TASK DESCRIPTION >>
Which lines of the data below contain "endpoints"? Please show them all.

INFORMATION SUPPLIED section start

use axum::{
    routing::{delete, get, post, put},
    Router,
};
use utoipa::OpenApi;
use utoipa_swagger_ui::SwaggerUi;

use super::handlers::*;
use super::openapi::ApiDoc;
use crate::web;

/// Create the application router with the JSON API, the HTML front end and
/// Swagger UI
pub fn create_router(state: AppState) -> Router {
    Router::new()
        .merge(SwaggerUi::new("/swagger-ui").url("/api-docs/openapi.json", ApiDoc::openapi()))
        // Health endpoint
        .route("/health", get(health_check))
        // Product API endpoints
        .route("/products", get(get_products))
        .route("/products", post(post_product))
        .route("/products/:id", get(get_product))
        .route("/products/:id", put(put_product))
        .route("/products/:id", delete(delete_product))
        // HTML front end
        .route("/web/products", get(web::handlers::index))
        .route("/web/products/details", get(web::handlers::details))
        .route("/web/products/details/:id", get(web::handlers::details))
        .route("/web/products/create", get(web::handlers::create_form))
        .route("/web/products/create", post(web::handlers::create))
        .route("/web/products/edit", get(web::handlers::edit_form))
        .route("/web/products/edit/:id", get(web::handlers::edit_form))
        .route("/web/products/edit/:id", post(web::handlers::edit))
        .route("/web/products/delete/:id", get(web::handlers::delete_form))
        .route("/web/products/delete/:id", post(web::handlers::delete_confirmed))
        .with_state(state)
}
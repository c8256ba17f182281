pub mod in_memory;
pub mod product_repository;

#[cfg(test)]
pub mod mock;

pub use in_memory::InMemoryRepository;
pub use product_repository::PgProductRepository;

use thiserror::Error;

use crate::database::connection::DatabaseError;

/// A persisted record type with a store-assigned integer identifier
pub trait Entity: Clone + Send + Sync + 'static {
    /// Insertable shape of the entity, before the store has assigned an id
    type Draft: Send + 'static;

    fn id(&self) -> i32;

    /// Materialize a stored entity from its draft and the assigned id
    fn from_draft(draft: Self::Draft, id: i32) -> Self;
}

/// Errors surfaced by repository operations
#[derive(Debug, Error)]
pub enum RepositoryError {
    /// No record matches the requested identifier
    #[error("record not found")]
    NotFound,

    /// The underlying store failed
    #[error("storage error: {0}")]
    Storage(#[from] DatabaseError),
}

/// Generic repository trait - the single data-access seam between handlers
/// and the store
///
/// Reads and creation suspend on store I/O; update and delete commit before
/// returning. Updating or deleting an identifier with no matching record
/// returns `RepositoryError::NotFound` in every implementation.
#[async_trait::async_trait]
pub trait Repository<T: Entity>: Send + Sync {
    /// All persisted instances, order unspecified. An empty store yields an
    /// empty vec, not an error.
    async fn get_all(&self) -> Result<Vec<T>, RepositoryError>;

    /// The instance with the given identifier, or None
    async fn get_by_id(&self, id: i32) -> Result<Option<T>, RepositoryError>;

    /// Persist a new instance; the store assigns the identifier
    async fn create(&self, draft: T::Draft) -> Result<T, RepositoryError>;

    /// Replace the full record matching the entity's identifier
    fn update(&self, entity: &T) -> Result<(), RepositoryError>;

    /// Remove the record matching the entity's identifier
    fn delete(&self, entity: &T) -> Result<(), RepositoryError>;
}
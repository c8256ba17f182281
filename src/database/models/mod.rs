pub mod product;

pub use product::{FieldError, NewProduct, Product, ProductForm};
pub mod handlers;
pub mod views;
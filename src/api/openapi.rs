use utoipa::OpenApi;

use crate::api::handlers;
use crate::api::responses::ErrorResponse;
use crate::database::models::{NewProduct, Product};

/// OpenAPI specification for the product catalog API
#[derive(OpenApi)]
#[openapi(
    info(
        title = "Product Catalog API",
        version = "0.1.0",
        description = "A minimal product catalog REST API backed by a generic repository"
    ),
    paths(
        handlers::health_check,
        handlers::get_products,
        handlers::get_product,
        handlers::put_product,
        handlers::post_product,
        handlers::delete_product,
    ),
    components(
        schemas(
            Product,
            NewProduct,
            ErrorResponse,
        )
    ),
    tags(
        (name = "Health", description = "Health check endpoints"),
        (name = "Products", description = "Product catalog endpoints"),
    )
)]
pub struct ApiDoc;
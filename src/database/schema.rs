// Schema for the product catalog database
// Matching migration: CREATE TABLE products (id SERIAL PRIMARY KEY, ...)

diesel::table! {
    products (id) {
        id -> Int4,
        name -> Varchar,
        color -> Varchar,
        stock -> Int4,
        price -> Numeric,
    }
}
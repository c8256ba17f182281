pub mod connection;
pub mod models;
pub mod repositories;
pub mod schema;

pub use connection::{establish_connection_pool, DatabaseError, DatabasePool};
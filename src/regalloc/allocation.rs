//! Graph coloring, spill selection and rewriting, and the allocation loop.

use std::collections::{HashMap, HashSet};

use anyhow::{bail, Result};
use log::debug;

use crate::cfg::{Cfg, EdgeKind};
use crate::regalloc::interference::InterferenceGraph;
use crate::regalloc::liveness::compute_liveness;
use crate::registers::consts::NUM_REAL_REGISTERS;
use crate::registers::{Reg, REAL_REGISTERS};
use crate::rtl::{CompileCtx, RegMap, Rtl, RtlKind};

/// One color per allocatable machine register.
pub const NUM_COLORS: usize = NUM_REAL_REGISTERS;

/// The finished allocation: where every symbolic register lives, and the
/// spill order that fixes stack-slot offsets.
pub struct Allocation {
  pub mapping: RegMap,
  pub spilled: Vec<Reg>,
}

/// Simplify-and-select coloring. Remove a node of degree < k when one
/// exists, otherwise the first node of maximum degree (an optimistic spill);
/// color in reverse removal order with the smallest color unused among
/// already-colored neighbors in the full graph. `None` means uncolorable,
/// which is the loop condition of `allocate`, not a fault.
pub fn color_graph(igraph: &InterferenceGraph) -> Option<HashMap<Reg, u32>> {
  let mut work = igraph.graph().clone();
  let mut removal = Vec::with_capacity(work.len());

  while work.len() > 0 {
    let mut nodes: Vec<Reg> = work.nodes().copied().collect();
    nodes.sort();

    let mut pick = None;
    let mut max_degree = 0;
    for &node in &nodes {
      let degree = work.degree(&node);
      if degree < NUM_COLORS {
        pick = Some(node);
        break;
      }
      if pick.is_none() || degree > max_degree {
        pick = Some(node);
        max_degree = degree;
      }
    }

    let pick = pick.expect("non-empty graph has a node");
    work.remove_node(pick);
    removal.push(pick);
  }

  let mut colors: HashMap<Reg, u32> = HashMap::new();
  for &node in removal.iter().rev() {
    let neighbor_colors: HashSet<u32> = igraph
      .neighbors(&node)
      .map(|neighbors| neighbors.iter().filter_map(|n| colors.get(n)).copied().collect())
      .unwrap_or_default();

    match (0..NUM_COLORS as u32).find(|c| !neighbor_colors.contains(c)) {
      Some(color) => {
        colors.insert(node, color);
      }
      None => return None,
    }
  }
  Some(colors)
}

/// Colors map back to machine registers through the seeded real-register
/// nodes: each real register names its own color.
pub fn color_to_register(colors: &HashMap<Reg, u32>) -> RegMap {
  let mut color_to_real: HashMap<u32, Reg> = HashMap::new();
  for reg in REAL_REGISTERS.iter() {
    color_to_real.insert(colors[reg], *reg);
  }

  colors
    .iter()
    .map(|(&reg, color)| (reg, color_to_real[color]))
    .collect()
}

/// Cheapest register to spill: among virtual registers still at their input
/// generation, minimize Σ 2^loop-depth over referencing vertices. Ties go to
/// the register referenced earliest in program order.
pub fn spill_candidate(cfg: &Cfg) -> Option<Reg> {
  let mut seen: Vec<Reg> = Vec::new();
  let mut costs: HashMap<Reg, u64> = HashMap::new();

  for &id in &cfg.order {
    let vertex = cfg.vertex(id);
    let weight = 1u64 << vertex.loop_depth.min(63);
    for reg in vertex.rtl.defs().into_iter().chain(vertex.rtl.uses()) {
      if !matches!(reg, Reg::Virtual(_, _, 0)) {
        continue;
      }
      if !costs.contains_key(&reg) {
        seen.push(reg);
      }
      *costs.entry(reg).or_insert(0) += weight;
    }
  }

  seen.into_iter().min_by_key(|reg| costs[reg])
}

/// Demote `reg` to a stack slot: every use site gets a reload in front of it
/// (absorbing the site's in-edges) and every def site a writeback after it
/// (absorbing its out-edges). The renamed generations are tagged by the site
/// instruction id, negated on the def side so a use-and-def site yields two
/// distinct generations.
pub fn spill_register(cfg: &mut Cfg, ctx: &mut CompileCtx, reg: Reg) {
  let mut idx = 0;
  while idx < cfg.order.len() {
    let id = cfg.order[idx];
    let site_insn = cfg.vertex(id).rtl.this_insn;
    let bb = cfg.vertex(id).rtl.basic_block;
    let depth = cfg.vertex(id).loop_depth;

    if cfg.vertex(id).rtl.uses().contains(&reg) {
      let new_reg = reg.with_prime(site_insn);
      cfg.vertex_mut(id).rtl.rename_virt_uses(&reg, site_insn);

      let load = cfg.add_vertex(Rtl::new(ctx.synth_id(), bb, RtlKind::Load { reg: new_reg }));
      cfg.vertex_mut(load).loop_depth = depth;

      let in_edges = std::mem::take(&mut cfg.vertex_mut(id).in_edges);
      for &eid in &in_edges {
        cfg.edge_mut(eid).end = load;
      }
      cfg.vertex_mut(load).in_edges = in_edges;
      cfg.link(load, id, EdgeKind::Sequential);

      cfg.order.insert(idx, load);
      idx += 1;
    }

    if cfg.vertex(id).rtl.defs().contains(&reg) {
      let store_gen = -site_insn;
      let new_reg = reg.with_prime(store_gen);
      cfg.vertex_mut(id).rtl.rename_virt_defs(&reg, store_gen);

      let store = cfg.add_vertex(Rtl::new(ctx.synth_id(), bb, RtlKind::Store { reg: new_reg }));
      cfg.vertex_mut(store).loop_depth = depth;

      let out_edges = std::mem::take(&mut cfg.vertex_mut(id).out_edges);
      for &eid in &out_edges {
        cfg.edge_mut(eid).start = store;
      }
      cfg.vertex_mut(store).out_edges = out_edges;
      cfg.link(id, store, EdgeKind::Sequential);

      cfg.order.insert(idx + 1, store);
      idx += 2;
    } else {
      idx += 1;
    }
  }
}

/// The allocation loop: liveness, interference, coloring; one spill per
/// failed attempt. Terminates because every iteration permanently spills a
/// previously unspilled virtual register.
pub fn allocate(cfg: &mut Cfg, ctx: &mut CompileCtx) -> Result<Allocation> {
  let mut spilled: Vec<Reg> = Vec::new();

  loop {
    compute_liveness(cfg);
    let igraph = InterferenceGraph::from_cfg(cfg);

    if let Some(colors) = color_graph(&igraph) {
      debug!(
        "allocated {} registers with {} spills",
        colors.len(),
        spilled.len()
      );
      return Ok(Allocation {
        mapping: color_to_register(&colors),
        spilled,
      });
    }

    let candidate = match spill_candidate(cfg) {
      Some(candidate) => candidate,
      None => bail!("allocation failed: uncolorable with no spillable register left"),
    };
    debug!("uncolorable, spilling {}", candidate);
    spilled.push(candidate);
    spill_register(cfg, ctx, candidate);
  }
}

INFORMATION SUPPLIED section end

COMPLETED TASK >>
        // Product API endpoints
        (name = "Health", description = "Health check endpoints"),
        (name = "Products", description = "Product catalog endpoints"),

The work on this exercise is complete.